People with hearing loss in Coatesville have a higher risk of danger in emergency situations, according to the Hearing Loss Association of America.
Good hearing is crucial in alerting you to safety hazards, such as fires.
High-Frequency Hearing Loss
It’s many peoples’ worst nightmare: waking up to the smell of smoke and finding your house on fire. But what if you never woke up?
If you’re one of the 48 million Americans with hearing loss, that is a distinct possibility.
Because hearing loss usually affects high frequencies first, the majority of hearing-impaired individuals have difficulty hearing high-pitched sounds, such as those emitted by conventional smoke detectors.
The Fire Protection Research Foundation (FPRF), a nonprofit organization that compiles data on fire and building safety, wanted to know how many people who perished in fires suffered from hearing loss. Data was sketchy as few investigations into fire fatalities take into consideration the hearing abilities of victims.

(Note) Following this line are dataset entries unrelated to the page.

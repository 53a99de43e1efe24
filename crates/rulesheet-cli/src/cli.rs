//! CLI argument definitions using clap.

use clap::{Parser, Subcommand};
use std::path::PathBuf;

/// Rulesheet: validate spreadsheet rows against type and condition rules
#[derive(Parser)]
#[command(name = "rulesheet")]
#[command(version, about, long_about = None)]
#[command(propagate_version = true)]
pub struct Cli {
    #[command(subcommand)]
    pub command: Commands,

    /// Enable verbose output
    #[arg(short, long, global = true)]
    pub verbose: bool,
}

#[derive(Subcommand)]
pub enum Commands {
    /// Validate a data sheet against a rules directory
    Validate {
        /// Path to the data sheet (CSV/TSV)
        #[arg(value_name = "INPUT")]
        input: PathBuf,

        /// Directory holding the DataMap and ConditionRule sheets
        #[arg(short, long, value_name = "RULES_DIR")]
        rules: PathBuf,

        /// Directory to write the processed workbook to
        #[arg(short, long, value_name = "OUT_DIR")]
        output: Option<PathBuf>,

        /// Print the summary as JSON
        #[arg(long)]
        json: bool,

        /// Column identifying each row in error reports
        #[arg(long, default_value = "claimno")]
        claim_column: String,

        /// Report blank cells as type errors
        #[arg(long)]
        flag_blank_cells: bool,

        /// Maximum number of errors to list
        #[arg(long, default_value = "20")]
        limit: usize,
    },

    /// Check that every condition in the rules directory parses
    Lint {
        /// Directory holding the DataMap and ConditionRule sheets
        #[arg(value_name = "RULES_DIR")]
        rules: PathBuf,
    },
}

The group published its findings in a 2007 study called Waking Effectiveness of Alarms for Adults Who Are Hard of Hearing. The results showed that 43 percent of research subjects failed to awaken to the high-pitched signals generated by smoke detectors.
Alternative alarms such as visually-based strobe lights were even less effective, waking only 27 percent of participants.

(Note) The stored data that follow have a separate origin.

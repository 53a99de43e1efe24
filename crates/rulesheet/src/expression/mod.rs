//! Condition expressions: parsing and evaluation against a row.
//!
//! Conditions are small infix expressions over row fields, for example
//! `claimtype=='motor'&&amount>0`. A right-hand operand of the form
//! `paid|pending` is a set of alternatives: `==` tests membership and `!=`
//! tests non-membership.

mod ast;
mod eval;
mod parser;
mod value;

use thiserror::Error;

use crate::input::Row;

pub use ast::{BinaryOperator, Expr, UnaryOperator};
pub use eval::evaluate;
pub use parser::parse_condition;
pub use value::Value;

/// Failure to parse or evaluate a condition.
///
/// These never abort a validation run; a failing condition is reported as a
/// violation of its rule.
#[derive(Error, Debug, Clone, PartialEq)]
pub enum ExpressionError {
    #[error("Syntax error: {0}")]
    Syntax(String),

    #[error("Unsupported operator: {0}")]
    UnsupportedOperator(String),

    #[error("Operator '{0}' cannot be used with multiple values")]
    UnsupportedAlternativesOperator(BinaryOperator),
}

/// A parsed condition together with the text it came from.
#[derive(Debug, Clone, PartialEq)]
pub struct Expression {
    source: String,
    expr: Expr,
}

impl Expression {
    pub fn parse(source: &str) -> Result<Self, ExpressionError> {
        Ok(Self {
            source: source.to_string(),
            expr: parse_condition(source)?,
        })
    }

    pub fn source(&self) -> &str {
        &self.source
    }

    pub fn expr(&self) -> &Expr {
        &self.expr
    }

    pub fn evaluate(&self, row: &Row) -> Result<Value, ExpressionError> {
        evaluate(&self.expr, row)
    }

    /// Whether the condition holds for the row (truthiness of its value).
    pub fn is_satisfied(&self, row: &Row) -> Result<bool, ExpressionError> {
        Ok(self.evaluate(row)?.is_truthy())
    }
}

#[cfg(test)]
mod tests {
    use super::*;
    use crate::schema::normalize_condition;

    #[test]
    fn test_escaped_capital_in_literal() {
        let expr = Expression::parse(&normalize_condition(r"Path == 'C:\New'")).unwrap();
        assert_eq!(expr.is_satisfied(&Row::new().with("Path", "C:New")), Ok(true));
        assert_eq!(expr.is_satisfied(&Row::new().with("Path", "c:\new")), Ok(false));
    }

    #[test]
    fn test_negative_number_alternatives() {
        let expr = Expression::parse("x==-1|2").unwrap();
        assert_eq!(expr.is_satisfied(&Row::new().with("x", -1.0)), Ok(true));
        assert_eq!(expr.is_satisfied(&Row::new().with("x", 2.0)), Ok(true));
        assert_eq!(expr.is_satisfied(&Row::new().with("x", 1.0)), Ok(false));

        let negated = Expression::parse("amount>-5").unwrap();
        assert_eq!(negated.is_satisfied(&Row::new().with("amount", 0.0)), Ok(true));
    }

    #[test]
    fn test_expression_round_trip() {
        let expr = Expression::parse("status==paid|pending").unwrap();
        assert_eq!(expr.source(), "status==paid|pending");

        let pending = Row::new().with("Status", "PENDING");
        let closed = Row::new().with("Status", "Closed");
        assert_eq!(expr.is_satisfied(&pending), Ok(true));
        assert_eq!(expr.is_satisfied(&closed), Ok(false));
    }

    #[test]
    fn test_error_messages() {
        let err = ExpressionError::UnsupportedAlternativesOperator(BinaryOperator::Lt);
        assert_eq!(err.to_string(), "Operator '<' cannot be used with multiple values");
        assert!(Expression::parse("status=").is_err());
    }
}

Based on this date, the FPRF concluded that the best way to ensure the safety of individuals with mild to moderately severe hearing loss is through the use of smoke alarms that produce low-pitched tones averaging 520 Hz, as opposed to conventional detectors that emit sounds in the 3,150 Hz range.
Low-pitched smoke detectors were considerably more effective in the study, waking up 90 percent of subjects at the minimally-acceptable fire code sound level of 75 decibels, and 100 percent of subjects at 95 decibels.
While properly-maintained smoke alarms that detect the presence of smoke and produce an audible alarm are attributed to a 50 percent drop in fire-related deaths in the last 30 years, they simply aren’t loud enough to awaken people with hearing loss in Coatesville.
Terry Portis, Executive Director of the Hearing Loss Association of America, is convinced that the FPRF study demonstrates the need for a major overhaul in the country’s emergency systems so they are better able to prevent injury and save lives.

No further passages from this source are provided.